Multinomial Regression Summary Parameter Estimates

Classic

List

Threaded

25 messages Options

SoS Statistical Services

Re: cluster analysis methods

Thank you Paul, Arthur, Brian for your replies. Any other advice
from someone who has used cluster analysis would be appreciated.

Evie

--- On Fri, 6/5/11, SoS Statistical Services <[hidden email]> wrote:

From: SoS Statistical Services <[hidden email]>
Subject: cluster analysis methods
To: [hidden email]
Date: Friday, 6 May, 2011, 13:45

I'm doing a cluster analysis for sole parents on variables such as
employment, tenure, socioeconomic status, education, age. The
variables are a mixture of nominal and ordinal although age is
continuous. I've been using hierarchical clustering (is this
correct?) but I'm not sure which method to use - SPSS has several e.g.
between-groups, nearest neighbour , Ward's etc. I would appreciate any
advice, thanks.

Evie

Art Kendall

Re: cluster analysis methods

Cluster analysis is an exploratory method. It's goal is to create a new nominal level variable that will be useful.

Solutions are not unique. There are many different distance/similarity coefficients, and many agglomeration (putting together) methods. Assignments of cases to clusters will be different according to the coefficient and method chosen. K-Means (Quick Cluster) clearly can show different clusters with different orders of the cases. It is usually advisable to use several random orderings of the cases. TWOSTEP can also give different results depending on case order in the file.

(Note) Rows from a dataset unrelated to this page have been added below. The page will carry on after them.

//! Codec for the timestamps found in Twilio API payloads.
//!
//! # Design
//! Twilio does not use RFC 3339. Timestamps are RFC 1123 with a numeric zone,
//! e.g. `Thu, 01 Jan 1970 00:00:00 +0000`, which serde cannot map onto a
//! date-time type on its own. `Timestamp` wraps an `OffsetDateTime` and owns
//! both directions of the conversion. `encode` writes the quotes itself so the
//! bytes placed into a JSON document match the layout exactly.

use std::fmt::{Display, Formatter};

use serde::de::{self, Visitor};
use serde::{Deserialize, Deserializer, Serialize, Serializer};
use time::format_description::BorrowedFormatItem;
use time::macros::{datetime, format_description};
use time::OffsetDateTime;

use crate::error::TimestampError;

/// `Mon, 02 Jan 2006 15:04:05 -0700`
const LAYOUT: &[BorrowedFormatItem<'static>] = format_description!(
    "[weekday repr:short], [day] [month repr:short] [year] [hour]:[minute]:[second] [offset_hour sign:mandatory][offset_minute]"
);

/// Smallest year the wire format can carry (RFC 2822 section 3.3).
pub const MIN_YEAR: i32 = 1900;
/// Largest year that still fits the four digit year field.
pub const MAX_YEAR: i32 = 9999;

/// Token Twilio sends in place of a timestamp that was never set.
const NULL_TOKEN: &str = "null";

/// An instant as exchanged with the Twilio API.
#[derive(Debug, Clone, Copy, PartialEq, Eq, PartialOrd, Ord, Hash)]
pub struct Timestamp(OffsetDateTime);

impl Timestamp {
    /// The value a `null` timestamp decodes to: `0001-01-01 00:00:00 UTC`.
    pub const ZERO: Self = Self(datetime!(0001-01-01 0:00 UTC));

    pub const fn new(value: OffsetDateTime) -> Self {
        Self(value)
    }

    pub const fn as_offset_date_time(&self) -> OffsetDateTime {
        self.0
    }

    pub const fn into_inner(self) -> OffsetDateTime {
        self.0
    }

    pub fn is_zero(&self) -> bool {
        *self == Self::ZERO
    }

    /// Decode a timestamp from its textual form.
    ///
    /// Surrounding `"` characters are stripped first, so both a raw JSON
    /// token and a bare string are accepted. The literal `null` decodes to
    /// [`Timestamp::ZERO`].
    pub fn decode(input: &str) -> Result<Self, TimestampError> {
        let text = input.trim_matches('"');
        if text == NULL_TOKEN {
            return Ok(Self::ZERO);
        }
        let parsed = OffsetDateTime::parse(text, LAYOUT)?;
        Ok(Self(parsed))
    }

    /// Encode the timestamp as a quoted JSON string value.
    ///
    /// Fails when the year is outside `[MIN_YEAR, MAX_YEAR]`; the value is
    /// never clamped.
    pub fn encode(&self) -> Result<Vec<u8>, TimestampError> {
        let text = self.format()?;
        let mut out = Vec::with_capacity(text.len() + 2);
        out.push(b'"');
        out.extend_from_slice(text.as_bytes());
        out.push(b'"');
        Ok(out)
    }

    /// Render the unquoted layout, enforcing the same year range as `encode`.
    pub fn format(&self) -> Result<String, TimestampError> {
        let year = self.0.year();
        if !(MIN_YEAR..=MAX_YEAR).contains(&year) {
            return Err(TimestampError::OutOfRange { year });
        }
        Ok(self.0.format(LAYOUT)?)
    }
}

impl Default for Timestamp {
    fn default() -> Self {
        Self::ZERO
    }
}

impl From<OffsetDateTime> for Timestamp {
    fn from(value: OffsetDateTime) -> Self {
        Self(value)
    }
}

impl From<Timestamp> for OffsetDateTime {
    fn from(value: Timestamp) -> Self {
        value.0
    }
}

impl Display for Timestamp {
    fn fmt(&self, f: &mut Formatter<'_>) -> std::fmt::Result {
        match self.format() {
            Ok(text) => f.write_str(&text),
            Err(_) => write!(f, "{}", self.0),
        }
    }
}

impl Serialize for Timestamp {
    fn serialize<S>(&self, serializer: S) -> Result<S::Ok, S::Error>
    where
        S: Serializer,
    {
        let text = self.format().map_err(serde::ser::Error::custom)?;
        serializer.serialize_str(&text)
    }
}

impl<'de> Deserialize<'de> for Timestamp {
    fn deserialize<D>(deserializer: D) -> Result<Self, D::Error>
    where
        D: Deserializer<'de>,
    {
        deserializer.deserialize_option(TimestampVisitor)
    }
}

struct TimestampVisitor;

impl<'de> Visitor<'de> for TimestampVisitor {
    type Value = Timestamp;

    fn expecting(&self, f: &mut Formatter<'_>) -> std::fmt::Result {
        f.write_str("an RFC 1123 timestamp with a numeric zone, or null")
    }

    fn visit_none<E: de::Error>(self) -> Result<Self::Value, E> {
        Ok(Timestamp::ZERO)
    }

    fn visit_unit<E: de::Error>(self) -> Result<Self::Value, E> {
        Ok(Timestamp::ZERO)
    }

    fn visit_some<D>(self, deserializer: D) -> Result<Self::Value, D::Error>
    where
        D: Deserializer<'de>,
    {
        deserializer.deserialize_str(self)
    }

    fn visit_str<E: de::Error>(self, value: &str) -> Result<Self::Value, E> {
        Timestamp::decode(value).map_err(E::custom)
    }
}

In the mid-70s I started using a process that I called "core clustering". I used a few similarity measures and several agglomeration methods. Cases that
fell into interpretable clusters together were treated as core clusters. Other cases were coded as ungrouped. I then iteratively used the classification phase of DFA to assign the ungrouped cases to the cores. After each iteration, cases that had a low value for the groups that had the highest probability of membership, or that had a small probability of belonging to that cluster based on its distance from the centroid were treated as ungrouped in the next round. When most of the cases remained in the assigned core cluster and the profiles were meaningful, that cluster assignment was used in further analysis.
These days, I first get cores from a few runs of K-Means, and then cores from a few runs of TWOSTEP. I then find cores that agree across other methods and coefficients.

Clusters are not necessarily "pure". In some circumstances a case can 'belong" to more than 1 cluster. For example, in the late 60s or early 70s Lorr found a group of cases that were sort of like paranoids and sort of like schizophrenics. This led to the DSM differentiating "paranoid schizophrenics" from other kinds of schizophrenics.

Sometimes some cases just won't fit in. Also, sometimes cases just stay as singletons. For example, in work I did at Census on clusters of counties in western states, Los Angeles County stayed a singleton, and Yellowstone National Park County stayed a singleton.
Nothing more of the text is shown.